**** Source data ****

//! AWS provider error types

use thiserror::Error;

#[derive(Error, Debug)]
pub enum AwsError {
    #[error("aws CLI not found. Please install: https://aws.amazon.com/cli/")]
    AwsCliNotFound,

    #[error("aws command failed: {0}")]
    CommandFailed(String),

    #[error("Unexpected aws CLI output: {0}")]
    UnexpectedOutput(String),

    #[error("JSON parse error: {0}")]
    Json(#[from] serde_json::Error),

    #[error("IO error: {0}")]
    Io(#[from] std::io::Error),
}

pub type Result<T> = std::result::Result<T, AwsError>;
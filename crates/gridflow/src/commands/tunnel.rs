use crate::ssh;
use gridflow_cloud::{ClusterId, ClusterProvider};
use gridflow_config::Settings;

pub async fn handle(
    settings: &Settings,
    provider: &dyn ClusterProvider,
    id: &str,
) -> anyhow::Result<()> {
    ssh::tunnel_loop(settings, provider, &ClusterId::from(id)).await
}
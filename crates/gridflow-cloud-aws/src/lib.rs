//! AWS provider for Gridflow
//!
//! Implements the cluster provider against EMR and the function provider
//! against Lambda by wrapping the `aws` CLI. Cluster and step documents
//! cross the boundary as the JSON the EMR API expects, so the template
//! engine's output is submitted unmodified.
//!
//! # Requirements
//!
//! - the `aws` CLI must be installed and configured
//! - credentials are managed through the AWS CLI configuration
//!
//! # Example
//!
//! ```ignore
//! use gridflow_cloud::ClusterProvider;
//! use gridflow_cloud_aws::EmrProvider;
//!
//! let provider = EmrProvider::new("eu-central-1");
//! let clusters = provider.list_clusters().await?;
//! ```

pub mod awscli;
pub mod error;
pub mod provider;

pub use awscli::AwsCli;
pub use error::{AwsError, Result};
pub use provider::{EmrProvider, LambdaProvider};
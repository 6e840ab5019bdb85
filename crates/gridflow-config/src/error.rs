use thiserror::Error;

#[derive(Error, Debug)]
pub enum ConfigError {
    #[error("Invalid value '{value}' for {var}: expected {expected}")]
    InvalidValue {
        var: &'static str,
        value: String,
        expected: &'static str,
    },
}

pub type Result<T> = std::result::Result<T, ConfigError>;
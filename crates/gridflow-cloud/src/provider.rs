//! Provider trait definitions
//!
//! All cluster backends implement [`ClusterProvider`]; serverless function
//! backends implement [`FunctionProvider`]. Providers are region-scoped at
//! construction time. Specs cross the boundary as JSON: the template
//! engine produces exactly the document the provider API expects.

use crate::error::Result;
use crate::state::ClusterState;
use async_trait::async_trait;
use serde::{Deserialize, Serialize};
use std::path::{Path, PathBuf};

/// Opaque provider-assigned cluster identifier.
///
/// Ownership of cluster existence lives entirely in the provider; this
/// process holds no durable state of its own, so an id can always be
/// re-attached to after a crash or restart.
#[derive(Debug, Clone, PartialEq, Eq, Serialize, Deserialize)]
pub struct ClusterId(String);

impl ClusterId {
    pub fn new(id: impl Into<String>) -> Self {
        Self(id.into())
    }

    pub fn as_str(&self) -> &str {
        &self.0
    }
}

impl std::fmt::Display for ClusterId {
    fn fmt(&self, f: &mut std::fmt::Formatter<'_>) -> std::fmt::Result {
        write!(f, "{}", self.0)
    }
}

impl From<&str> for ClusterId {
    fn from(id: &str) -> Self {
        Self(id.to_string())
    }
}

/// Snapshot of a cluster returned by a describe call.
#[derive(Debug, Clone)]
pub struct ClusterDescription {
    pub state: ClusterState,

    /// Public address of the master node; present once the cluster has
    /// provisioned its network.
    pub master_public_dns: Option<String>,
}

/// One row of a cluster listing.
#[derive(Debug, Clone)]
pub struct ClusterSummary {
    pub id: ClusterId,
    pub name: String,
    pub state: ClusterState,
}

/// Cluster backend abstraction.
#[async_trait]
pub trait ClusterProvider: Send + Sync {
    /// Provider name (e.g. "emr").
    fn name(&self) -> &str;

    /// Region this provider instance operates in.
    fn region(&self) -> &str;

    /// Submit a cluster creation document; returns the new cluster id.
    async fn create_cluster(&self, spec: &serde_json::Value) -> Result<ClusterId>;

    /// Describe the current remote state of a cluster.
    async fn describe_cluster(&self, id: &ClusterId) -> Result<ClusterDescription>;

    /// Request termination. Returns once the request is accepted, not once
    /// the cluster is gone; callers poll for TERMINATED.
    async fn terminate_cluster(&self, id: &ClusterId) -> Result<()>;

    /// List all clusters the provider reports, terminal ones included.
    async fn list_clusters(&self) -> Result<Vec<ClusterSummary>>;

    /// Submit a post-provisioning step document; returns the step id.
    async fn submit_step(&self, id: &ClusterId, step: &serde_json::Value) -> Result<String>;
}

/// One row of a function listing.
#[derive(Debug, Clone, Serialize, Deserialize)]
pub struct FunctionSummary {
    pub name: String,
    pub runtime: String,
    pub code_size: u64,
    pub last_modified: String,
}

/// Deployment settings for a serverless function.
#[derive(Debug, Clone)]
pub struct FunctionConfig {
    pub name: String,
    /// Entry point, `module.function`.
    pub handler: String,
    pub runtime: String,
    pub role: String,
    pub timeout_secs: u32,
    pub memory_mb: u32,
    /// Pre-built deployment archive; packaging is the caller's concern.
    pub archive: PathBuf,
}

/// Serverless function backend abstraction.
#[async_trait]
pub trait FunctionProvider: Send + Sync {
    async fn list_functions(&self) -> Result<Vec<FunctionSummary>>;

    async fn create_function(&self, config: &FunctionConfig) -> Result<()>;

    async fn update_function_code(&self, name: &str, archive: &Path) -> Result<()>;

    async fn delete_function(&self, name: &str) -> Result<()>;
}
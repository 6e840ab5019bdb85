//! Built-in template documents
//!
//! The fixed set of cluster, step and bootstrap templates this build
//! ships. Registries are populated once here at startup and read-only for
//! the rest of the process; a duplicate name is a packaging bug that fails
//! immediately.

pub mod bootstrap;
pub mod cluster;
pub mod step;

use gridflow_config::Settings;
use gridflow_core::TemplateRegistry;

/// The three template registries, one per document class.
pub struct Registries {
    pub clusters: TemplateRegistry,
    pub steps: TemplateRegistry,
    pub bootstraps: TemplateRegistry,
}

impl Registries {
    /// Build the built-in registries.
    pub fn builtin(settings: &Settings) -> gridflow_core::Result<Self> {
        let mut clusters = TemplateRegistry::new();
        clusters.register(cluster::crunch(settings))?;
        clusters.register(cluster::cheap(settings))?;

        let mut steps = TemplateRegistry::new();
        steps.register(step::jupyter_s3())?;
        steps.register(step::jupyter_local())?;
        steps.register(step::notify())?;
        steps.register(step::update_gridflow(settings))?;

        let mut bootstraps = TemplateRegistry::new();
        bootstraps.register(bootstrap::install_gridflow(settings))?;

        Ok(Self {
            clusters,
            steps,
            bootstraps,
        })
    }
}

****

Write the data back out verbatim.

//! AWS provider error types

use thiserror::Error;

#[derive(Error, Debug)]
pub enum AwsError {
    #[error("aws CLI not found. Please install: https://aws.amazon.com/cli/")]
    AwsCliNotFound,

    #[error("aws command failed: {0}")]
    CommandFailed(String),

    #[error("Unexpected aws CLI output: {0}")]
    UnexpectedOutput(String),

    #[error("JSON parse error: {0}")]
    Json(#[from] serde_json::Error),

    #[error("IO error: {0}")]
    Io(#[from] std::io::Error),
}

pub type Result<T> = std::result::Result<T, AwsError>;
filename crates/gridflow/src/commands/tunnel.rs
use crate::ssh;
use gridflow_cloud::{ClusterId, ClusterProvider};
use gridflow_config::Settings;

pub async fn handle(
    settings: &Settings,
    provider: &dyn ClusterProvider,
    id: &str,
) -> anyhow::Result<()> {
    ssh::tunnel_loop(settings, provider, &ClusterId::from(id)).await
}
filename crates/gridflow-cloud-aws/src/lib.rs
//! AWS provider for Gridflow
//!
//! Implements the cluster provider against EMR and the function provider
//! against Lambda by wrapping the `aws` CLI. Cluster and step documents
//! cross the boundary as the JSON the EMR API expects, so the template
//! engine's output is submitted unmodified.
//!
//! # Requirements
//!
//! - the `aws` CLI must be installed and configured
//! - credentials are managed through the AWS CLI configuration
//!
//! # Example
//!
//! ```ignore
//! use gridflow_cloud::ClusterProvider;
//! use gridflow_cloud_aws::EmrProvider;
//!
//! let provider = EmrProvider::new("eu-central-1");
//! let clusters = provider.list_clusters().await?;
//! ```

pub mod awscli;
pub mod error;
pub mod provider;

pub use awscli::AwsCli;
pub use error::{AwsError, Result};
pub use provider::{EmrProvider, LambdaProvider};
repository 6e840ab5019bdb85
filename crates/gridflow-config/src/error.rs
use thiserror::Error;

#[derive(Error, Debug)]
pub enum ConfigError {
    #[error("Invalid value '{value}' for {var}: expected {expected}")]
    InvalidValue {
        var: &'static str,
        value: String,
        expected: &'static str,
    },
}

pub type Result<T> = std::result::Result<T, ConfigError>;
filename crates/gridflow-cloud/src/provider.rs
//! Provider trait definitions
//!
//! All cluster backends implement [`ClusterProvider`]; serverless function
//! backends implement [`FunctionProvider`]. Providers are region-scoped at
//! construction time. Specs cross the boundary as JSON: the template
//! engine produces exactly the document the provider API expects.

use crate::error::Result;
use crate::state::ClusterState;
use async_trait::async_trait;
use serde::{Deserialize, Serialize};
use std::path::{Path, PathBuf};

/// Opaque provider-assigned cluster identifier.
///
/// Ownership of cluster existence lives entirely in the provider; this
/// process holds no durable state of its own, so an id can always be
/// re-attached to after a crash or restart.
#[derive(Debug, Clone, PartialEq, Eq, Serialize, Deserialize)]
pub struct ClusterId(String);

impl ClusterId {
    pub fn new(id: impl Into<String>) -> Self {
        Self(id.into())
    }

    pub fn as_str(&self) -> &str {
        &self.0
    }
}

impl std::fmt::Display for ClusterId {
    fn fmt(&self, f: &mut std::fmt::Formatter<'_>) -> std::fmt::Result {
        write!(f, "{}", self.0)
    }
}

impl From<&str> for ClusterId {
    fn from(id: &str) -> Self {
        Self(id.to_string())
    }
}

/// Snapshot of a cluster returned by a describe call.
#[derive(Debug, Clone)]
pub struct ClusterDescription {
    pub state: ClusterState,

    /// Public address of the master node; present once the cluster has
    /// provisioned its network.
    pub master_public_dns: Option<String>,
}

/// One row of a cluster listing.
#[derive(Debug, Clone)]
pub struct ClusterSummary {
    pub id: ClusterId,
    pub name: String,
    pub state: ClusterState,
}

/// Cluster backend abstraction.
#[async_trait]
pub trait ClusterProvider: Send + Sync {
    /// Provider name (e.g. "emr").
    fn name(&self) -> &str;

    /// Region this provider instance operates in.
    fn region(&self) -> &str;

    /// Submit a cluster creation document; returns the new cluster id.
    async fn create_cluster(&self, spec: &serde_json::Value) -> Result<ClusterId>;

    /// Describe the current remote state of a cluster.
    async fn describe_cluster(&self, id: &ClusterId) -> Result<ClusterDescription>;

    /// Request termination. Returns once the request is accepted, not once
    /// the cluster is gone; callers poll for TERMINATED.
    async fn terminate_cluster(&self, id: &ClusterId) -> Result<()>;

    /// List all clusters the provider reports, terminal ones included.
    async fn list_clusters(&self) -> Result<Vec<ClusterSummary>>;

    /// Submit a post-provisioning step document; returns the step id.
    async fn submit_step(&self, id: &ClusterId, step: &serde_json::Value) -> Result<String>;
}

/// One row of a function listing.
#[derive(Debug, Clone, Serialize, Deserialize)]
pub struct FunctionSummary {
    pub name: String,
    pub runtime: String,
    pub code_size: u64,
    pub last_modified: String,
}

/// Deployment settings for a serverless function.
#[derive(Debug, Clone)]
pub struct FunctionConfig {
    pub name: String,
    /// Entry point, `module.function`.
    pub handler: String,
    pub runtime: String,
    pub role: String,
    pub timeout_secs: u32,
    pub memory_mb: u32,
    /// Pre-built deployment archive; packaging is the caller's concern.
    pub archive: PathBuf,
}

/// Serverless function backend abstraction.
#[async_trait]
pub trait FunctionProvider: Send + Sync {
    async fn list_functions(&self) -> Result<Vec<FunctionSummary>>;

    async fn create_function(&self, config: &FunctionConfig) -> Result<()>;

    async fn update_function_code(&self, name: &str, archive: &Path) -> Result<()>;

    async fn delete_function(&self, name: &str) -> Result<()>;
}
repository 6e840ab5019bdb85
//! Built-in template documents
//!
//! The fixed set of cluster, step and bootstrap templates this build
//! ships. Registries are populated once here at startup and read-only for
//! the rest of the process; a duplicate name is a packaging bug that fails
//! immediately.

pub mod bootstrap;
pub mod cluster;
pub mod step;

use gridflow_config::Settings;
use gridflow_core::TemplateRegistry;

/// The three template registries, one per document class.
pub struct Registries {
    pub clusters: TemplateRegistry,
    pub steps: TemplateRegistry,
    pub bootstraps: TemplateRegistry,
}

impl Registries {
    /// Build the built-in registries.
    pub fn builtin(settings: &Settings) -> gridflow_core::Result<Self> {
        let mut clusters = TemplateRegistry::new();
        clusters.register(cluster::crunch(settings))?;
        clusters.register(cluster::cheap(settings))?;

        let mut steps = TemplateRegistry::new();
        steps.register(step::jupyter_s3())?;
        steps.register(step::jupyter_local())?;
        steps.register(step::notify())?;
        steps.register(step::update_gridflow(settings))?;

        let mut bootstraps = TemplateRegistry::new();
        bootstraps.register(bootstrap::install_gridflow(settings))?;

        Ok(Self {
            clusters,
            steps,
            bootstraps,
        })
    }
}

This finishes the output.